Jumat, 18 September 2015

SAMURAI TALE: Takezaki Suenaga



Takezaki Suenaga

            Sebuah contoh yang baik tentang cara seorang Samurai  “mengangkat namanya” ialah dengan mempertontonkan keberanian menghadapi kematian yang terjadi saat dua kali invasi Mongol pada 1274 dan 1281, dua peristiwa yang tiada duanya mengorbankan jiwa bangsa Jepang, karena beberapa alasan. Orang Mongol bertarung secara kotor, menggunakan granat peledak yang dilemparkan dengan katapel dan sama sekali tidak mempedulikan samurai yang mengharapkan musuh yang pantas untuk terlibat dalam pertarungan tunggal.
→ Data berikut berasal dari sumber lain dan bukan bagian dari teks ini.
use approx::{assert_abs_diff_eq, assert_relative_eq};
use duffing::model::{energy, DuffingParams};
use duffing::{solve, solve_duffing, DuffingError, SolveParams};

fn assert_invalid(res: duffing::Result<duffing::Solution>, expected: &str) {
    match res {
        Err(DuffingError::InvalidParameter { name, .. }) => assert_eq!(name, expected),
        other => panic!("expected {} to be rejected, got {:?}", expected, other.map(|s| s.len()))
    }
}

#[test]
fn test_reference_scenario() {
    let s = solve_duffing(100.0, 100, 10.0, 0.0, 0.0, 0.08, 0.02, 0.28).unwrap();

    assert_abs_diff_eq!(s.dt, 0.2244, epsilon = 1e-4);
    assert_eq!(s.poincare_step, 100);
    assert!(s.t[0] >= 10.0 && s.t[0] < 10.0 + s.dt, "t[0] = {}", s.t[0]);
    assert_eq!(s.t.len(), s.states.len());
    // 446 grid points on [0, 100), 45 of them before t = 10
    assert_eq!(s.len(), 446 - 45);
}

#[test]
fn test_grid_consistency() {
    let s = solve_duffing(50.0, 64, 0.0, 0.3, 0.0, 0.2, 0.1, 1.3).unwrap();
    assert_eq!(s.t.len(), s.states.len());
    assert_eq!(s.t[0], 0.0);
    assert_relative_eq!(s.t[1] - s.t[0], s.dt, max_relative = 1e-12);
    assert!(s.t.windows(2).all(|w| w[1] > w[0]));
    assert!(*s.t.last().unwrap() < 50.0);
}

#[test]
fn test_transient_slicing() {
    for &t_trans in &[0.0, 0.5, 3.0, 7.3, 19.5] {
        let s = solve_duffing(20.0, 50, t_trans, 1.0, 0.0, 0.3, 0.2, 1.0).unwrap();
        assert!(s.t[0] >= t_trans);
        assert!(s.t[0] - t_trans < s.dt + 1e-12, "t_trans = {}: t[0] = {}", t_trans, s.t[0]);
    }
}

#[test]
fn test_transient_keeps_trajectory() {
    // the cut only drops leading points, the rest is the same trajectory
    let full = solve_duffing(40.0, 40, 0.0, 0.5, 0.0, 0.3, 0.15, 1.2).unwrap();
    let cut = solve_duffing(40.0, 40, 12.0, 0.5, 0.0, 0.3, 0.15, 1.2).unwrap();
    let offset = full.len() - cut.len();
    assert_eq!(full.t[offset], cut.t[0]);
    assert_eq!(full.states[offset ..], cut.states[..]);
}

#[test]
fn test_energy_conserved_without_drive_and_damping() {
    let s = solve_duffing(300.0, 100, 0.0, 1.2, 0.0, 0.0, 0.0, 1.0).unwrap();
    let e0 = energy(s.states[0]);
    let drift = s.energies().iter()
        .map(|e| ((e - e0) / e0).abs())
        .fold(0.0, f64::max);
    assert!(drift < 1e-3, "relative energy drift {}", drift);
}

#[test]
fn test_energy_decays_with_damping() {
    let s = solve_duffing(200.0, 100, 0.0, 1.4, 0.0, 0.0, 0.2, 1.0).unwrap();
    let e = s.energies();
    assert!(e.last().unwrap() < &e[0]);
    // settles into a well bottom
    assert_abs_diff_eq!(*e.last().unwrap(), -0.25, epsilon = 1e-3);
}

#[test]
fn test_resting_at_unstable_equilibrium() {
    let s = solve_duffing(100.0, 50, 0.0, 0.0, 0.0, 0.0, 0.3, 1.0).unwrap();
    assert!(s.states.iter().all(|x| x.x.abs() < 1e-12 && x.y.abs() < 1e-12));
}

#[test]
fn test_state_columns() {
    let s = solve_duffing(50.0, 40, 5.0, 1.0, 0.0, 0.3, 0.15, 1.2).unwrap();
    let (x, v) = (s.positions(), s.velocities());
    assert_eq!(x.len(), s.len());
    assert_eq!(v.len(), s.len());
    for (i, state) in s.states.iter().enumerate() {
        assert_eq!(x[i], state.x);
        assert_eq!(v[i], state.y);
    }
}

#[test]
fn test_poincare_stride() {
    let dt_per_period = 37;
    let s = solve_duffing(200.0, dt_per_period, 15.0, 0.0, 0.0, 0.3, 0.15, 1.1).unwrap();
    assert_eq!(s.poincare_step, dt_per_period);

    let period = DuffingParams::new(0.3, 0.15, 1.1).period();
    let times = s.poincare_times();
    let section = s.poincare_section();
    assert_eq!(times.len(), section.len());
    assert_eq!(section.len(), (s.len() + dt_per_period - 1) / dt_per_period);
    for w in times.windows(2) {
        assert_relative_eq!(w[1] - w[0], period, max_relative = 1e-9);
    }
    assert_eq!(section[1], s.states[dt_per_period]);
}

#[test]
fn test_substeps_converge() {
    let drive = DuffingParams::new(0.3, 0.2, 1.2);
    let p = SolveParams::new(20.0, 20, 0.0, 0.5, 0.0, drive);
    let coarse = solve(&p).unwrap();
    let fine = solve(&p.with_substeps(16)).unwrap();
    assert_eq!(coarse.len(), fine.len());
    assert_eq!(coarse.t, fine.t);
    let reference = solve(&p.with_substeps(64)).unwrap();
    let err = |s: &duffing::Solution| (s.states.last().unwrap() - reference.states.last().unwrap()).norm();
    assert!(err(&fine) < err(&coarse));
}

#[test]
fn test_invalid_parameters_rejected() {
    assert_invalid(solve_duffing(100.0, 100, 10.0, 0.0, 0.0, 0.1, 0.1, 0.0), "omega");
    assert_invalid(solve_duffing(100.0, 100, 10.0, 0.0, 0.0, 0.1, 0.1, -1.0), "omega");
    assert_invalid(solve_duffing(100.0, 100, 10.0, 0.0, 0.0, 0.1, 0.1, f64::NAN), "omega");
    assert_invalid(solve_duffing(100.0, 0, 10.0, 0.0, 0.0, 0.1, 0.1, 1.0), "dt_per_period");
    assert_invalid(solve_duffing(100.0, 1, 10.0, 0.0, 0.0, 0.1, 0.1, 1.0), "dt_per_period");
    assert_invalid(solve_duffing(0.0, 100, 0.0, 0.0, 0.0, 0.1, 0.1, 1.0), "tmax");
    assert_invalid(solve_duffing(f64::INFINITY, 100, 0.0, 0.0, 0.0, 0.1, 0.1, 1.0), "tmax");
    assert_invalid(solve_duffing(1e22, 100, 0.0, 0.0, 0.0, 0.08, 0.02, 0.28), "tmax");
    assert_invalid(solve_duffing(f64::MAX, 100, 0.0, 0.0, 0.0, 0.08, 0.02, 0.28), "tmax");
    assert_invalid(solve_duffing(100.0, 100, 100.0, 0.0, 0.0, 0.1, 0.1, 1.0), "t_trans");
    assert_invalid(solve_duffing(100.0, 100, 150.0, 0.0, 0.0, 0.1, 0.1, 1.0), "t_trans");
    assert_invalid(solve_duffing(100.0, 100, -1.0, 0.0, 0.0, 0.1, 0.1, 1.0), "t_trans");
    assert_invalid(solve_duffing(100.0, 100, 10.0, f64::NAN, 0.0, 0.1, 0.1, 1.0), "x0");
    assert_invalid(solve_duffing(100.0, 100, 10.0, 0.0, 0.0, f64::INFINITY, 0.1, 1.0), "gamma");

    let p = SolveParams::new(100.0, 100, 10.0, 0.0, 0.0, DuffingParams::default()).with_substeps(0);
    assert_invalid(solve(&p), "substeps");
}

#[test]
fn test_negative_damping_is_allowed() {
    assert!(solve_duffing(10.0, 20, 0.0, 0.5, 0.0, 0.1, -0.01, 1.0).is_ok());
}

#[test]
fn test_blow_up_is_reported() {
    // far too stiff for the grid: RK4 diverges instead of returning garbage
    match solve_duffing(100.0, 100, 0.0, 1e3, 0.0, 0.0, 0.0, 1.0) {
        Err(DuffingError::IntegrationFailed { index, t }) => {
            assert!(index > 0);
            assert!(t > 0.0);
        },
        other => panic!("expected an integration failure, got {:?}", other.map(|s| s.len()))
    }
}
Lawan yang mengerikan ini seharusnya sudah menyapu habis para samurai. Namun tidak karena dua keberuntungan, dua kali serangan badai yang segera dianggap bangsa Jepang sebagai campur tangan Ilahi.
            Menghadang kedua pendaratan besar-besaran armada Mongol-China di Teluk Hakata di Jepang barat daya, ialah seorang prajurit muda dari Higo (Sekarang wilayah Kumamoto, tepat di sebelah utara Satsuma, dan tidak jauh dari teluk Hakata). Di kemudian hari, dia menggunakan sebagian kekayaan yang ia kumpulkan untuk membiayai serangkaian lukisan yang mencatat tindakan heroiknya. Lukisan-lukisan ini kemudian disatukan, bersama dengan kumpulan surat, doa, maklumat, dan laporan pertemuan yang berperan sebagai penjelasan terhadap lukisan. Semua itu disusun hingga menjadi sesuatu yang disebut “Gulungan Penyerbuan” (Invasion Scrolls).
Namanya Takezaki Suenaga, dan inilah ceritanya yang penuh kesombongan.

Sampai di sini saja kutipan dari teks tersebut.